§ THE TASK:
Once you find the line with "#[macro_export]" in the entries below, return exactly every line from it through the line with "mod context;".

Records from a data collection
○ ○ ○ ○
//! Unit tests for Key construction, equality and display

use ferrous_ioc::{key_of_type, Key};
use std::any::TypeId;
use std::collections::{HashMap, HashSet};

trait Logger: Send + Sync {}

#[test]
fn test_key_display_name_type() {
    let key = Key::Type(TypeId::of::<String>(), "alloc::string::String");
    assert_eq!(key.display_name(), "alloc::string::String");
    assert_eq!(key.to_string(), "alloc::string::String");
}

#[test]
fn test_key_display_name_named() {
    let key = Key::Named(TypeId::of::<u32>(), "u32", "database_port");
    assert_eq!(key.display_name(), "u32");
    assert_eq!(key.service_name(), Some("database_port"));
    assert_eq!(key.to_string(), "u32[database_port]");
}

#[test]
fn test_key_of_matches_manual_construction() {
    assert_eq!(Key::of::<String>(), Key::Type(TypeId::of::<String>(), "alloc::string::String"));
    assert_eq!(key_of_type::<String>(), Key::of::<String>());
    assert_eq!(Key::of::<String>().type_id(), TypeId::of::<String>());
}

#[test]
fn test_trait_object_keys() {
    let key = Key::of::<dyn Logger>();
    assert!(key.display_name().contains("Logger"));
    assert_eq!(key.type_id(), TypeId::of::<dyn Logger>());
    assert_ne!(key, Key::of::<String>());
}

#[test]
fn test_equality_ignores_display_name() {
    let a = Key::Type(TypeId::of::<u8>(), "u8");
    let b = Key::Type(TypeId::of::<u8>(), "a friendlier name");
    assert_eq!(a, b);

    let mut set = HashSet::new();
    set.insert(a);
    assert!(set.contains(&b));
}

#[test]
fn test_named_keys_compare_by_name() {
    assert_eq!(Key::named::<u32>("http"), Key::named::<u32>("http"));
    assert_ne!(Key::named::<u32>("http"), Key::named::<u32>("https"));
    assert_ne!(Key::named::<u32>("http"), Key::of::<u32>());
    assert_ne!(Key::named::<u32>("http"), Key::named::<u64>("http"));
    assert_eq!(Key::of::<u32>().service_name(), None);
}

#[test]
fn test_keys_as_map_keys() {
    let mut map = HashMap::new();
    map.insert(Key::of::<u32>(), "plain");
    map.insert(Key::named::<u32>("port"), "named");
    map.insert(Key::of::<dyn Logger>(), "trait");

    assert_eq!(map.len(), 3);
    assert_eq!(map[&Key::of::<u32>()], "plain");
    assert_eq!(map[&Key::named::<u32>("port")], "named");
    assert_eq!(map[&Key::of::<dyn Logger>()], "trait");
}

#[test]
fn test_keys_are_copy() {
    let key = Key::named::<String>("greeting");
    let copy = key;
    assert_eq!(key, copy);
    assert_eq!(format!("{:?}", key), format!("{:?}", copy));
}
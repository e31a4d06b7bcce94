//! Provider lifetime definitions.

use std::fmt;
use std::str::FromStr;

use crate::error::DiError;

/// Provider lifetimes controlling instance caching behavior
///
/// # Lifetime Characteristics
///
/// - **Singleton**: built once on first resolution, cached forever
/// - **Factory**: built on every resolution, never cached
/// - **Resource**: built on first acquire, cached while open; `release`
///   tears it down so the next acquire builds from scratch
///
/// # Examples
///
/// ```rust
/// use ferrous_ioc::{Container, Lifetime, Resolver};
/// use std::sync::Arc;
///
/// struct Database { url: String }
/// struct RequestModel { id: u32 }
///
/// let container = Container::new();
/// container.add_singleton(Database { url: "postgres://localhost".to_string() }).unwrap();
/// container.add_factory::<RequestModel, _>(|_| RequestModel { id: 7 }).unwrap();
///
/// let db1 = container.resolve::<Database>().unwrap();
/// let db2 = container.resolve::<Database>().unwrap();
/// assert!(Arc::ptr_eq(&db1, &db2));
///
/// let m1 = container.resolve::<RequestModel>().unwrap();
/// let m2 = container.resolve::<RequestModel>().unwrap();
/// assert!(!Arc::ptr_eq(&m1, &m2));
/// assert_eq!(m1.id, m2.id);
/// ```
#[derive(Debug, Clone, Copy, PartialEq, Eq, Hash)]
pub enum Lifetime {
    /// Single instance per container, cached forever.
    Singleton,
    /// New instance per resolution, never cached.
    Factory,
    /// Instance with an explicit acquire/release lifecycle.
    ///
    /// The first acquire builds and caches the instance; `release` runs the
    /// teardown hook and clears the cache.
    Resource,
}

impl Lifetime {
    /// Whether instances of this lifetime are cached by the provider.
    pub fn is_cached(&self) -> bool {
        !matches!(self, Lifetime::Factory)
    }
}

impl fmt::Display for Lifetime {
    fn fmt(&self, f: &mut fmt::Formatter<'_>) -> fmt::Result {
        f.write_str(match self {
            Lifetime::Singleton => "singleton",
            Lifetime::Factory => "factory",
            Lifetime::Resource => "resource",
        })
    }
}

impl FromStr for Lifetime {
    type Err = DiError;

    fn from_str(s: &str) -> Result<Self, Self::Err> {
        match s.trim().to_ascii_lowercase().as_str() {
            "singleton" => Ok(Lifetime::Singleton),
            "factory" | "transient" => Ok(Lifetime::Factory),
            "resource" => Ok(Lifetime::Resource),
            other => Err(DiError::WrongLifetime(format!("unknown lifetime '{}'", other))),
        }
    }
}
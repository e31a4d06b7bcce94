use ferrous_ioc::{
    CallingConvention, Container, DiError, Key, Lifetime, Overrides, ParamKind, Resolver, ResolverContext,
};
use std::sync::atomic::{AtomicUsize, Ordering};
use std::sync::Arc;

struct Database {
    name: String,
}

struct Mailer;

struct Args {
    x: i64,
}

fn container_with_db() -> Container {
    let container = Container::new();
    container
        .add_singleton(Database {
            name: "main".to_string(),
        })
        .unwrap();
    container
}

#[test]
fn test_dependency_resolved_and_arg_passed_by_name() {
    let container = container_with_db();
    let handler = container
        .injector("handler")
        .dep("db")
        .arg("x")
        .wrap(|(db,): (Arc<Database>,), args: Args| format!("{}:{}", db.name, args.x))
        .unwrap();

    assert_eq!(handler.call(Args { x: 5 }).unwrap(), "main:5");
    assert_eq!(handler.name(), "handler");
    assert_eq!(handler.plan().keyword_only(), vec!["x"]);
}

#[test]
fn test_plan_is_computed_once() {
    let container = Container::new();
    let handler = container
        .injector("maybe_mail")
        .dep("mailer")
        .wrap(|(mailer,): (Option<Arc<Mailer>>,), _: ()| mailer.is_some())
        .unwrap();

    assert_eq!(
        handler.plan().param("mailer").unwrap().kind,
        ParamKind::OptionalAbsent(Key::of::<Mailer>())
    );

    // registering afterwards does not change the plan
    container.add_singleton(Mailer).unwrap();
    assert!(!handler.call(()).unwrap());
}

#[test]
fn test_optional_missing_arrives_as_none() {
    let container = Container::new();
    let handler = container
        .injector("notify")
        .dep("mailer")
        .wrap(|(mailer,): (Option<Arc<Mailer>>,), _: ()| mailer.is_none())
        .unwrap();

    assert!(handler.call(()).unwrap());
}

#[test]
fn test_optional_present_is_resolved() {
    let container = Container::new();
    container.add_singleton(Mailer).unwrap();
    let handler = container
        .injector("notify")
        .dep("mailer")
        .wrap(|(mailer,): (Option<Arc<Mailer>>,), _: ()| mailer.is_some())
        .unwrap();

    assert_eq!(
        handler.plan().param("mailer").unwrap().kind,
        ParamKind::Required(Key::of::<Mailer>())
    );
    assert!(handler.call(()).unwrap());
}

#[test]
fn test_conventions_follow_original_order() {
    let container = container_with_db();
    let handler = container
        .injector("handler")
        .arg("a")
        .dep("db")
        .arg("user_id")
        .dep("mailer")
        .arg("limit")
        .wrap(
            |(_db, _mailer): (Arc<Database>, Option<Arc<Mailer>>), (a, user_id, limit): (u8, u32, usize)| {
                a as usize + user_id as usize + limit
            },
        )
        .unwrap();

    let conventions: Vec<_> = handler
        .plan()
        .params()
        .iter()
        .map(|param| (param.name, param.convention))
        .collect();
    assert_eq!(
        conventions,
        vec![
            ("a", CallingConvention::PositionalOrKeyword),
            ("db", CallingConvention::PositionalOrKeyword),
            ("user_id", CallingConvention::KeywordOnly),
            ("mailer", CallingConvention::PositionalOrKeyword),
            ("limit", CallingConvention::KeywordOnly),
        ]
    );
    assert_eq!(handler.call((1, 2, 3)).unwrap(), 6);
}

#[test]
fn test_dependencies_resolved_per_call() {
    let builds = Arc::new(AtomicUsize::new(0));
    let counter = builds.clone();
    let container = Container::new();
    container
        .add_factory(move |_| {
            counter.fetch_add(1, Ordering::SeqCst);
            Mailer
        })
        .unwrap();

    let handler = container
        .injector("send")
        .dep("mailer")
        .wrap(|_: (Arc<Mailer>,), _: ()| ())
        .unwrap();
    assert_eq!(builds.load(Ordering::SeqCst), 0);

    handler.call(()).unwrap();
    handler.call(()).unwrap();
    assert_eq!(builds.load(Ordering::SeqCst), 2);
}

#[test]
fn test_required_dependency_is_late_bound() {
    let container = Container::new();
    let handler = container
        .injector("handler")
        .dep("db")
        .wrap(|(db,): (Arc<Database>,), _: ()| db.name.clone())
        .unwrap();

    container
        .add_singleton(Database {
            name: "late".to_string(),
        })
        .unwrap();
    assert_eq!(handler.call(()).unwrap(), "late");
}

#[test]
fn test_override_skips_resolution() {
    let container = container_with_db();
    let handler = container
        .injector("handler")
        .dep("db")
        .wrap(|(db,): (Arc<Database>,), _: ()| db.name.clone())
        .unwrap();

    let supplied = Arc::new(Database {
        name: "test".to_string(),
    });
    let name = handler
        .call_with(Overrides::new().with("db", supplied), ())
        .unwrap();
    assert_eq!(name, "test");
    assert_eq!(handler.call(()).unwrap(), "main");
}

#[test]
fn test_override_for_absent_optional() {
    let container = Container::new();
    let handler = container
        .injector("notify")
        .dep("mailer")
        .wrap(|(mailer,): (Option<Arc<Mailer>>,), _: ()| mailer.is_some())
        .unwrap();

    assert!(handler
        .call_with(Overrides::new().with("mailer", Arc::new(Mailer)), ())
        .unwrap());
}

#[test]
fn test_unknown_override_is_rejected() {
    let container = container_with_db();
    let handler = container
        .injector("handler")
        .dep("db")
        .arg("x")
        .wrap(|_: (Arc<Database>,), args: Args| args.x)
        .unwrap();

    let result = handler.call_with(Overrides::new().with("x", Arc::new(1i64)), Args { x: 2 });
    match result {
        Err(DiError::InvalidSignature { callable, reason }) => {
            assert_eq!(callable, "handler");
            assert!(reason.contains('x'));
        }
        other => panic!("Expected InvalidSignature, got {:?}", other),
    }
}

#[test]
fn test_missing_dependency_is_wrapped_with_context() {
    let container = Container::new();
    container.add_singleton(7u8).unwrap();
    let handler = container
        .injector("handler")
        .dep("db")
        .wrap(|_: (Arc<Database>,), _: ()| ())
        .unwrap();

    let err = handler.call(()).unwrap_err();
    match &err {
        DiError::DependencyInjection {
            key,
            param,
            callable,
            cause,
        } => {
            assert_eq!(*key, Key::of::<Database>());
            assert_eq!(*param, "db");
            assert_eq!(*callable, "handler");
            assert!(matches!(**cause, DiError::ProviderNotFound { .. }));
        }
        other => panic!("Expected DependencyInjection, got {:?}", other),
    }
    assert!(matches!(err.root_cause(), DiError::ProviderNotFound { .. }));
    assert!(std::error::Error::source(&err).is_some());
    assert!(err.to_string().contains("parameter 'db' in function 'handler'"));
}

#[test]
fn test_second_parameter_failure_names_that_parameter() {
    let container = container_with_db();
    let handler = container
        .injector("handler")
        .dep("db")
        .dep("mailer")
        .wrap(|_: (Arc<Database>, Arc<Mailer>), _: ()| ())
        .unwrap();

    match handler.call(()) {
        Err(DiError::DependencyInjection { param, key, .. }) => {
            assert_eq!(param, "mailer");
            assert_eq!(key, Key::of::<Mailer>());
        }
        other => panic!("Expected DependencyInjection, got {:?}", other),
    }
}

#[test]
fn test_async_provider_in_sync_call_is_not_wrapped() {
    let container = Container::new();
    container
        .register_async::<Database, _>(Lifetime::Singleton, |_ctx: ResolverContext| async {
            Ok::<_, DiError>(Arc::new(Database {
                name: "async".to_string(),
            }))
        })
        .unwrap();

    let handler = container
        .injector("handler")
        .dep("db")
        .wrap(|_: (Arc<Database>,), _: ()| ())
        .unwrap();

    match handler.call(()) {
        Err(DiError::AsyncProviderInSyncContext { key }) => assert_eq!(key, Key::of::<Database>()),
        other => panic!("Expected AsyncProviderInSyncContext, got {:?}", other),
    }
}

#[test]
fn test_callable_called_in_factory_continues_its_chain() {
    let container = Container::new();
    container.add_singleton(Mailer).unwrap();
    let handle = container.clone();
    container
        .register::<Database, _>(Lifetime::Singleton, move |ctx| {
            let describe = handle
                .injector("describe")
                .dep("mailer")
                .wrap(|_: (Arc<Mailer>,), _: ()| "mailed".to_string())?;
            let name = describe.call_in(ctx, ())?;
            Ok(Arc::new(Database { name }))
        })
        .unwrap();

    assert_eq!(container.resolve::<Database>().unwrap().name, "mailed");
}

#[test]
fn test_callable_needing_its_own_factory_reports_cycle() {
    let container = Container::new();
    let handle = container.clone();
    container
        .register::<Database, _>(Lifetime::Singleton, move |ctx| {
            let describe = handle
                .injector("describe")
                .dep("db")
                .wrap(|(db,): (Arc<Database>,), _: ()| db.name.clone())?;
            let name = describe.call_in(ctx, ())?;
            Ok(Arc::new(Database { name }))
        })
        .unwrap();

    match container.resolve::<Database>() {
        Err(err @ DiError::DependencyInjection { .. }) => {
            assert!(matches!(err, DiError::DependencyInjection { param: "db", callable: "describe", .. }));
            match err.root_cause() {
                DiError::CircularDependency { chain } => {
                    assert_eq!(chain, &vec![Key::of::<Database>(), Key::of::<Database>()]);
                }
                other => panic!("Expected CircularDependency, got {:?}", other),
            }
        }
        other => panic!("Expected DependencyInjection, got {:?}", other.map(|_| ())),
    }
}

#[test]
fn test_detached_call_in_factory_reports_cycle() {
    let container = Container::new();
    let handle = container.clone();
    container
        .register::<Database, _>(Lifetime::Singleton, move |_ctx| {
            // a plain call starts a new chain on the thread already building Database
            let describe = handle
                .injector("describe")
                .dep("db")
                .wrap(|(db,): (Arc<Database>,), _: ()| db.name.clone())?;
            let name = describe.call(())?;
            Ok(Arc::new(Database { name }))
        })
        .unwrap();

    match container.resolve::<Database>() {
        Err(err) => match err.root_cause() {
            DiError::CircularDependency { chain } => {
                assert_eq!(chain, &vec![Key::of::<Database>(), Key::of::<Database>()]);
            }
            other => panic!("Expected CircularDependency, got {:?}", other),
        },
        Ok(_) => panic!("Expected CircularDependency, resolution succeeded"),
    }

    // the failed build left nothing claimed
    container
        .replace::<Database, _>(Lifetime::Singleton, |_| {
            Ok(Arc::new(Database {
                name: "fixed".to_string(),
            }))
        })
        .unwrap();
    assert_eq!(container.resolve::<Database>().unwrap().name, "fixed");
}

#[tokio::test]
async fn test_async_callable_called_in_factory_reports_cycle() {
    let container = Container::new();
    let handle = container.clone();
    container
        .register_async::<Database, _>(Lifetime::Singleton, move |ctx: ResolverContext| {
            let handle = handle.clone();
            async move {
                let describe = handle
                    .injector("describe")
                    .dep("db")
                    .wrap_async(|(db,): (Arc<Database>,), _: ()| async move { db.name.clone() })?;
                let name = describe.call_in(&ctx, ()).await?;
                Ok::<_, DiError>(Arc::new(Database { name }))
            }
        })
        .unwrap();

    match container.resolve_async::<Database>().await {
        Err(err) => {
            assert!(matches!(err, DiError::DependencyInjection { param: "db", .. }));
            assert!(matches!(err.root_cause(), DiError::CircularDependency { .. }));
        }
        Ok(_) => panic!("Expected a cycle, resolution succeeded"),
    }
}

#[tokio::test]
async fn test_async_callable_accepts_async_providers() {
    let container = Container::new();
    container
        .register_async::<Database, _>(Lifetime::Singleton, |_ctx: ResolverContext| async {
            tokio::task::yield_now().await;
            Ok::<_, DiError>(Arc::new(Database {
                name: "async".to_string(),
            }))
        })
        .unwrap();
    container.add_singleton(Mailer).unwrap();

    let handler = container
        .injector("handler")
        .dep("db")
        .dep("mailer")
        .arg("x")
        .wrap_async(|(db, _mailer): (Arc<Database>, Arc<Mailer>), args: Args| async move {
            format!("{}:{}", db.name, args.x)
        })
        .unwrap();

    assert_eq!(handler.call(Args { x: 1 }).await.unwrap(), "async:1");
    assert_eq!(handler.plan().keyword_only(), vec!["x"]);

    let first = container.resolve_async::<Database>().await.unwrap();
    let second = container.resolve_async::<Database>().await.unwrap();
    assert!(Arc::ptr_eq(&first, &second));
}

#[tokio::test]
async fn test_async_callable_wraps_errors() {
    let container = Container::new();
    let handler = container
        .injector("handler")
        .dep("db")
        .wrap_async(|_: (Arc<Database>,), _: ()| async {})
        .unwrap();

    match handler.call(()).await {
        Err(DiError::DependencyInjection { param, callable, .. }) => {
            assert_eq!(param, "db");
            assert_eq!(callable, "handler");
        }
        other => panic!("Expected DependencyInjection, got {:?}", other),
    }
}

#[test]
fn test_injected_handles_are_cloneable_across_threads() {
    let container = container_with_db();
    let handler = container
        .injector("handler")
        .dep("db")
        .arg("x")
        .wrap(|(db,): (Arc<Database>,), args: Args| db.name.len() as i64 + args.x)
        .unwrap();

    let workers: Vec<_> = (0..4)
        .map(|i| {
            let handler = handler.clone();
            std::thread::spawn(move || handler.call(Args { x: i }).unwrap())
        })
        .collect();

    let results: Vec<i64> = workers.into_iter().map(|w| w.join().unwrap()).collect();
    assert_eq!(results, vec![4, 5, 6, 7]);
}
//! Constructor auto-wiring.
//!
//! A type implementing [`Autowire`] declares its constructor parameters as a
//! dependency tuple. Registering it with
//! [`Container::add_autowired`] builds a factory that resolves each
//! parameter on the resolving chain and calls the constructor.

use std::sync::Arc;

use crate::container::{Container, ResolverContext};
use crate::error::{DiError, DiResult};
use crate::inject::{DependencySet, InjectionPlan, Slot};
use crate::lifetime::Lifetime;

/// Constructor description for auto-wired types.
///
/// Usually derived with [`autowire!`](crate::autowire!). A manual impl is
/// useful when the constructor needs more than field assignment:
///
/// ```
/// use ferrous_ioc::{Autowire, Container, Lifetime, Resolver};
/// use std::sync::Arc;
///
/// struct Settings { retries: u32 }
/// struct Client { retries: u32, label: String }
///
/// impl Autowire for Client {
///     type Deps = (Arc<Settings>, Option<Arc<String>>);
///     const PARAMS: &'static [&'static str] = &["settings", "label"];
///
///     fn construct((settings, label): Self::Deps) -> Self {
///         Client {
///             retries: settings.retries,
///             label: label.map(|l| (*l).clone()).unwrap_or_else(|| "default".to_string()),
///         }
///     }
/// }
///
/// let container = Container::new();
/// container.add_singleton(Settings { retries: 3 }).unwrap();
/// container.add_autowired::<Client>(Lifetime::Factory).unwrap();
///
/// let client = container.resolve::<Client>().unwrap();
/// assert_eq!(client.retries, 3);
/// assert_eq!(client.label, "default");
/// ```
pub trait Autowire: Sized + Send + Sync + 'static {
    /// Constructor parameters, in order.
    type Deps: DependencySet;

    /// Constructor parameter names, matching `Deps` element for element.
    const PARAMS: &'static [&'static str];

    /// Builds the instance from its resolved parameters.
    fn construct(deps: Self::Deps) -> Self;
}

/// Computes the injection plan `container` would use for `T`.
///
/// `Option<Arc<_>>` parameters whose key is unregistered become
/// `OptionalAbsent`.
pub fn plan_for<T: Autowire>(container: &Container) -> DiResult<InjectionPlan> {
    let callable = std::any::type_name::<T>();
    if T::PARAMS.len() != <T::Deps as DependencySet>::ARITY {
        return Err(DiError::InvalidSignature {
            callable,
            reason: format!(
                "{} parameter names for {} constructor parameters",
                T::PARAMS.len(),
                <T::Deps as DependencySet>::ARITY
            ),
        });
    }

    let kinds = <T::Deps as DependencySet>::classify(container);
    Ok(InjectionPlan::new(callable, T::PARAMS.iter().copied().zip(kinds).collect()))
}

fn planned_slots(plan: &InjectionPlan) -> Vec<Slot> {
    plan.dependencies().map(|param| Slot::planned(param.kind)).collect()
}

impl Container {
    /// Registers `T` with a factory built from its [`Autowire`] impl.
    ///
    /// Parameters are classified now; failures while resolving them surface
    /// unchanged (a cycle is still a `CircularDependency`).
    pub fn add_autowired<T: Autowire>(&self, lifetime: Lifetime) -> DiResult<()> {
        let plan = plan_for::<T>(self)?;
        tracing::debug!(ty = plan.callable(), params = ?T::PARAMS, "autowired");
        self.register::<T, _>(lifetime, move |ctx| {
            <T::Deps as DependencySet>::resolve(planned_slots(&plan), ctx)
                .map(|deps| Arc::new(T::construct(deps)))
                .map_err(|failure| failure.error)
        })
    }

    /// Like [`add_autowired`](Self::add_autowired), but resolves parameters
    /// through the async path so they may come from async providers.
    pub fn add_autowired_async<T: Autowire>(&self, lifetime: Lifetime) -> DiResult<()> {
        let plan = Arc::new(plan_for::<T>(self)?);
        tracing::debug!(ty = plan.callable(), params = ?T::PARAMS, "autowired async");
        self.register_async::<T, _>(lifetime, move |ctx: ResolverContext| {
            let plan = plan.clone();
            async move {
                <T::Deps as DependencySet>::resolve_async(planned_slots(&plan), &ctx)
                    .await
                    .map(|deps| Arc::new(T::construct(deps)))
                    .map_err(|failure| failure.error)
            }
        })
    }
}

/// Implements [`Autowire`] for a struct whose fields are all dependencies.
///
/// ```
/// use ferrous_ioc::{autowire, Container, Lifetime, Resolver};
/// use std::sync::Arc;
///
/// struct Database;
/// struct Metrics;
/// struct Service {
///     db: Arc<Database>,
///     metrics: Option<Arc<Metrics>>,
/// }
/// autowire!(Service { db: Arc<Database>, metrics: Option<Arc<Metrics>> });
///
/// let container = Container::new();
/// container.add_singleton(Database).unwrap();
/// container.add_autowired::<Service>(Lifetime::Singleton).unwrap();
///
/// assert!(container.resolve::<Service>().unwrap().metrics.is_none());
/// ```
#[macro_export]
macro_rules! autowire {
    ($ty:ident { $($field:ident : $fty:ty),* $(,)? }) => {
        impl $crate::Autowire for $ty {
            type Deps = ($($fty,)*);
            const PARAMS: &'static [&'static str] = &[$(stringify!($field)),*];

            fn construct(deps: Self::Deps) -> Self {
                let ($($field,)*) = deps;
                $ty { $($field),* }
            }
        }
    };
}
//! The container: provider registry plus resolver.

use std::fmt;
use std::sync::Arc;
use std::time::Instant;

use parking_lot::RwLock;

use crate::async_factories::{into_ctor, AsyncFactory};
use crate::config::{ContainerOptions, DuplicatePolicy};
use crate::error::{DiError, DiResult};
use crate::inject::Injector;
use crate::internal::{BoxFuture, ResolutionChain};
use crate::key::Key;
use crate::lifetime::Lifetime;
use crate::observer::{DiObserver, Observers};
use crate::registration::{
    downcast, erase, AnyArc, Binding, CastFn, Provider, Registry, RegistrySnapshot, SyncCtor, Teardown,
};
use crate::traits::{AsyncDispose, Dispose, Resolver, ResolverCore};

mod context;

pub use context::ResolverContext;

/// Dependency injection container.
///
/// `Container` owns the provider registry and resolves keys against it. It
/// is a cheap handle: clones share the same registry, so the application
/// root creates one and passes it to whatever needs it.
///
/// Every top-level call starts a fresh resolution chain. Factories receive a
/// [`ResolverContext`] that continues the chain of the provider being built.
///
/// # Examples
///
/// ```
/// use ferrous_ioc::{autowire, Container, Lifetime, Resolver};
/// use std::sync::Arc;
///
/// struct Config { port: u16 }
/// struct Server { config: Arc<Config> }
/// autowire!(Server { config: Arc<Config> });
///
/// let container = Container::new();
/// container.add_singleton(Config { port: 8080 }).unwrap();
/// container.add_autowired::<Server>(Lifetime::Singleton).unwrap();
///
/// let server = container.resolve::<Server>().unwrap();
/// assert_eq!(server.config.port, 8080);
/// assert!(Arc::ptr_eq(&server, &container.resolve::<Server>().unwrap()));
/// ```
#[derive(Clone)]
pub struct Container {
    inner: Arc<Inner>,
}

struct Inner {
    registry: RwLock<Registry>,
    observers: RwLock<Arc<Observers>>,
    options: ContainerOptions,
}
○ ○ ○ ○
§ ANSWER SPACE:
#[macro_export]
macro_rules! autowire {
    ($ty:ident { $($field:ident : $fty:ty),* $(,)? }) => {
        impl $crate::Autowire for $ty {
            type Deps = ($($fty,)*);
            const PARAMS: &'static [&'static str] = &[$(stringify!($field)),*];

            fn construct(deps: Self::Deps) -> Self {
                let ($($field,)*) = deps;
                $ty { $($field),* }
            }
        }
    };
}
//! The container: provider registry plus resolver.

use std::fmt;
use std::sync::Arc;
use std::time::Instant;

use parking_lot::RwLock;

use crate::async_factories::{into_ctor, AsyncFactory};
use crate::config::{ContainerOptions, DuplicatePolicy};
use crate::error::{DiError, DiResult};
use crate::inject::Injector;
use crate::internal::{BoxFuture, ResolutionChain};
use crate::key::Key;
use crate::lifetime::Lifetime;
use crate::observer::{DiObserver, Observers};
use crate::registration::{
    downcast, erase, AnyArc, Binding, CastFn, Provider, Registry, RegistrySnapshot, SyncCtor, Teardown,
};
use crate::traits::{AsyncDispose, Dispose, Resolver, ResolverCore};

mod context;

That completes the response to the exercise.